Saved data entries:
=== Begin Enclosure ===

//! # Trueno-Results: Result Storage and Serving Engine
//!
//! **Version**: 0.1.0
//!
//! Trueno-Results persists what an evaluation pipeline produces (experiment
//! summaries, per-algorithm metrics, per-frame results) and serves the large
//! derived artifacts built from them: precision-recall curves and trajectories,
//! each in a full-fidelity and a UI-downsampled resolution.
//!
//! ## Design Principles
//!
//! - **One canonical copy**: every key has exactly one JSON/Parquet file;
//!   binaries are caches that can always be regenerated
//! - **Atomic writes**: temp file + rename, per-key locks, bounded backups
//! - **Idempotent derivation**: precompute is a no-op when the artifact exists
//! - **Bounded staleness**: TTL cache with write-through invalidation
//!
//! ## Example Usage
//!
//! ```rust,no_run
//! use trueno_results::experiment::{ExperimentSummary, FrameResult, MatchScore};
//! use trueno_results::codec::Resolution;
//! use trueno_results::ResultEngine;
//!
//! let engine = ResultEngine::builder("/tmp/results").build()?;
//! engine.results().save_experiment(&ExperimentSummary::new("exp-001", "Sweep"))?;
//!
//! let frame = FrameResult::new(0).with_matches(vec![MatchScore::new(0.9, true)]);
//! engine.save_frame_result("exp-001", "orb_ransac_seq01_run0", 0, &frame)?;
//!
//! let curve = engine.cache().get_pr_curve("exp-001", "orb_ransac_seq01_run0", Resolution::Ui)?;
//! println!("PR points: {}", curve.map_or(0, |c| c.len()));
//! # Ok::<(), trueno_results::Error>(())
//! ```

#![warn(missing_docs)]
#![warn(clippy::all)]
#![warn(clippy::pedantic)]
#![warn(clippy::nursery)]

pub mod cache;
pub mod codec;
pub mod compute;
pub mod config;
pub mod error;
pub mod experiment;
pub mod logging;
pub mod manifest;
pub mod store;

pub use config::EngineConfig;
pub use error::{Error, Result};

use std::path::PathBuf;
use std::sync::Arc;
use std::time::Duration;

use tracing::info;

use cache::ResultComputationCache;
use codec::CodecHandle;
use compute::PrCurveBuilder;
use experiment::{DerivedOutcome, ExperimentResultStore, FrameResult, PrCurveData, StoreSettings, TrajectoryData};
use manifest::ManifestManager;
use store::{KeyedObjectStore, StorageHandle};

/// Engine instance: storage, codec, result store, manifests and cache, wired
/// together once at startup.
#[derive(Debug)]
pub struct ResultEngine {
    config: EngineConfig,
    storage: StorageHandle,
    codec: CodecHandle,
    results: Arc<ExperimentResultStore>,
    manifests: Arc<ManifestManager>,
    cache: ResultComputationCache,
}

impl ResultEngine {
    /// Create a new engine builder rooted at `root`
    #[must_use]
    pub fn builder(root: impl Into<PathBuf>) -> ResultEngineBuilder {
        ResultEngineBuilder::new(EngineConfig::new(root))
    }

    /// Active configuration
    #[must_use]
    pub const fn config(&self) -> &EngineConfig {
        &self.config
    }

    /// Keyed object store
    #[must_use]
    pub const fn storage(&self) -> &StorageHandle {
        &self.storage
    }

    /// Codec for derived binaries
    #[must_use]
    pub const fn codec(&self) -> &CodecHandle {
        &self.codec
    }

    /// Domain result store
    #[must_use]
    pub const fn results(&self) -> &Arc<ExperimentResultStore> {
        &self.results
    }

    /// Manifest manager
    #[must_use]
    pub const fn manifests(&self) -> &Arc<ManifestManager> {
        &self.manifests
    }

    /// Computation cache
    #[must_use]
    pub const fn cache(&self) -> &ResultComputationCache {
        &self.cache
    }

    /// Save one frame and drop cached artifacts derived from its run.
    ///
    /// # Errors
    ///
    /// See [`ExperimentResultStore::save_frame_result`].
    pub fn save_frame_result(
        &self,
        experiment_id: &str,
        algorithm_key: &str,
        frame_id: u64,
        frame: &FrameResult,
    ) -> Result<()> {
        self.results
            .save_frame_result(experiment_id, algorithm_key, frame_id, frame)?;
        self.cache.invalidate(experiment_id, algorithm_key);
        Ok(())
    }

    /// Save a frame batch and drop cached artifacts derived from its run.
    ///
    /// # Errors
    ///
    /// See [`ExperimentResultStore::save_frame_results`].
    pub fn save_frame_results(
        &self,
        experiment_id: &str,
        algorithm_key: &str,
        frames: &[FrameResult],
    ) -> Result<()> {
        self.results
            .save_frame_results(experiment_id, algorithm_key, frames)?;
        self.cache.invalidate(experiment_id, algorithm_key);
        Ok(())
    }

    /// Save a trajectory and drop its cached variants.
    ///
    /// # Errors
    ///
    /// See [`ExperimentResultStore::save_trajectory`].
    pub fn save_trajectory(
        &self,
        experiment_id: &str,
        algorithm_key: &str,
        data: &TrajectoryData,
    ) -> Result<DerivedOutcome> {
        let outcome = self.results.save_trajectory(experiment_id, algorithm_key, data)?;
        self.cache.invalidate(experiment_id, algorithm_key);
        Ok(outcome)
    }

    /// Save a PR curve and drop its cached variants.
    ///
    /// # Errors
    ///
    /// See [`ExperimentResultStore::save_pr_curve`].
    pub fn save_pr_curve(
        &self,
        experiment_id: &str,
        algorithm_key: &str,
        curve: &PrCurveData,
    ) -> Result<DerivedOutcome> {
        let outcome = self.results.save_pr_curve(experiment_id, algorithm_key, curve)?;
        self.cache.invalidate(experiment_id, algorithm_key);
        Ok(outcome)
    }

    /// Delete an experiment and every cached entry of it.
    ///
    /// # Errors
    ///
    /// See [`ExperimentResultStore::delete_experiment`].
    pub fn delete_experiment(&self, experiment_id: &str) -> Result<bool> {
        let existed = self.results.delete_experiment(experiment_id)?;
        self.cache.invalidate_experiment(experiment_id);
        Ok(existed)
    }
}

/// Engine builder
#[derive(Debug, Clone)]
pub struct ResultEngineBuilder {
    config: EngineConfig,
    codec: Option<CodecHandle>,
}

impl ResultEngineBuilder {
    /// Builder starting from an existing configuration
    #[must_use]
    pub const fn new(config: EngineConfig) -> Self {
        Self { config, codec: None }
    }

    /// Backups kept per key
    #[must_use]
    pub const fn backup_retention(mut self, count: usize) -> Self {
        self.config.backup_retention = count;
        self
    }

    /// Size of the per-key lock pool
    #[must_use]
    pub const fn lock_shards(mut self, shards: usize) -> Self {
        self.config.lock_shards = shards;
        self
    }

    /// Lifetime of cache entries
    #[must_use]
    pub const fn cache_ttl(mut self, ttl: Duration) -> Self {
        self.config.cache_ttl_secs = ttl.as_secs();
        self
    }

    /// UI point caps for trajectories and PR curves
    #[must_use]
    pub const fn ui_points(mut self, trajectory: usize, pr_curve: usize) -> Self {
        self.config.trajectory_ui_points = trajectory;
        self.config.pr_curve_ui_points = pr_curve;
        self
    }

    /// PR sampling: per-frame cap, overall cap and seed
    #[must_use]
    pub const fn pr_sampling(mut self, max_matches_per_frame: usize, max_samples: usize, seed: u64) -> Self {
        self.config.pr_max_matches_per_frame = max_matches_per_frame;
        self.config.pr_max_samples = max_samples;
        self.config.pr_sampling_seed = seed;
        self
    }

    /// Frame-loading workers (clamped to 1..=8) and the parallel page threshold
    #[must_use]
    pub const fn frame_loading(mut self, workers: usize, parallel_threshold: usize) -> Self {
        self.config.max_frame_workers = workers;
        self.config.parallel_frame_threshold = parallel_threshold;
        self
    }

    /// Largest file that gets a content hash in manifests
    #[must_use]
    pub const fn manifest_hash_limit(mut self, bytes: u64) -> Self {
        self.config.manifest_hash_limit_bytes = bytes;
        self
    }

    /// Gzip individually stored frames
    #[must_use]
    pub const fn compress_frames(mut self, compress: bool) -> Self {
        self.config.compress_frames = compress;
        self
    }

    /// URL prefix for manifest asset links
    #[must_use]
    pub fn asset_url_prefix(mut self, prefix: impl Into<String>) -> Self {
        self.config.asset_url_prefix = prefix.into();
        self
    }

    /// Codec for derived binaries (default: Arrow IPC when compiled in)
    #[must_use]
    pub fn codec(mut self, codec: CodecHandle) -> Self {
        self.codec = Some(codec);
        self
    }

    /// Build the engine
    ///
    /// # Errors
    ///
    /// Returns `Error::InvalidInput` for an invalid configuration and
    /// `Error::Storage` if the root directory cannot be created.
    pub fn build(self) -> Result<ResultEngine> {
        let Self { config, codec } = self;
        config.validate()?;

        let storage: StorageHandle = Arc::new(KeyedObjectStore::with_options(
            config.root.clone(),
            config.lock_shards,
            config.backup_retention,
        )?);
        let codec = codec.unwrap_or_else(codec::default_codec);
        let manifests = Arc::new(ManifestManager::with_options(
            storage.clone(),
            codec.clone(),
            config.manifest_hash_limit_bytes,
            config.asset_url_prefix.clone(),
        ));
        let results = Arc::new(ExperimentResultStore::with_manifests(
            storage.clone(),
            codec.clone(),
            manifests.clone(),
            StoreSettings::from(&config),
        )?);
        let pr_builder = PrCurveBuilder::new()
            .max_matches_per_frame(config.pr_max_matches_per_frame)
            .max_samples(config.pr_max_samples)
            .seed(config.pr_sampling_seed)
            .max_points(config.pr_curve_ui_points);
        let cache = ResultComputationCache::new(results.clone(), config.cache_ttl()).with_pr_builder(pr_builder);

        info!(
            root = %config.root.display(),
            codec = codec.name(),
            cache_ttl_secs = config.cache_ttl_secs,
            "result engine ready"
        );
        Ok(ResultEngine {
            config,
            storage,
            codec,
            results,
            manifests,
            cache,
        })
    }
}

#[cfg(test)]
mod tests {
    use super::*;
    use crate::codec::{NoopCodec, Resolution};
    use crate::experiment::MatchScore;

    #[test]
    fn test_builder_rejects_invalid_config() {
        let dir = tempfile::tempdir().unwrap();
        let err = ResultEngine::builder(dir.path()).ui_points(1, 500).build().unwrap_err();
        assert!(matches!(err, Error::InvalidInput(_)));
    }

    #[test]
    fn test_builder_wires_codec_and_settings() {
        let dir = tempfile::tempdir().unwrap();
        let engine = ResultEngine::builder(dir.path())
            .codec(Arc::new(NoopCodec))
            .frame_loading(32, 4)
            .build()
            .unwrap();
        assert_eq!(engine.codec().name(), "noop");
        assert_eq!(engine.results().settings().max_frame_workers, 8);
        assert_eq!(engine.storage().root(), dir.path());
    }

    #[test]
    fn test_frame_save_invalidates_cached_curve() {
        let dir = tempfile::tempdir().unwrap();
        let engine = ResultEngine::builder(dir.path()).build().unwrap();
        let frame = FrameResult::new(0).with_matches(vec![MatchScore::new(0.9, true)]);
        engine.save_frame_result("e1", "orb", 0, &frame).unwrap();

        engine.cache().get_pr_curve("e1", "orb", Resolution::Ui).unwrap().unwrap();
        assert!(!engine.cache().is_empty());
        engine.save_frame_result("e1", "orb", 1, &FrameResult::new(1)).unwrap();
        assert!(engine.cache().is_empty());
    }
}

=== End Enclosure ===

## WHAT IS REQUIRED
Up to and including the line with "always be regenerated", output each line of the entries above exactly, starting from the first.

## WRITTEN ANSWER
//! # Trueno-Results: Result Storage and Serving Engine
//!
//! **Version**: 0.1.0
//!
//! Trueno-Results persists what an evaluation pipeline produces (experiment
//! summaries, per-algorithm metrics, per-frame results) and serves the large
//! derived artifacts built from them: precision-recall curves and trajectories,
//! each in a full-fidelity and a UI-downsampled resolution.
//!
//! ## Design Principles
//!
//! - **One canonical copy**: every key has exactly one JSON/Parquet file;
//!   binaries are caches that can always be regenerated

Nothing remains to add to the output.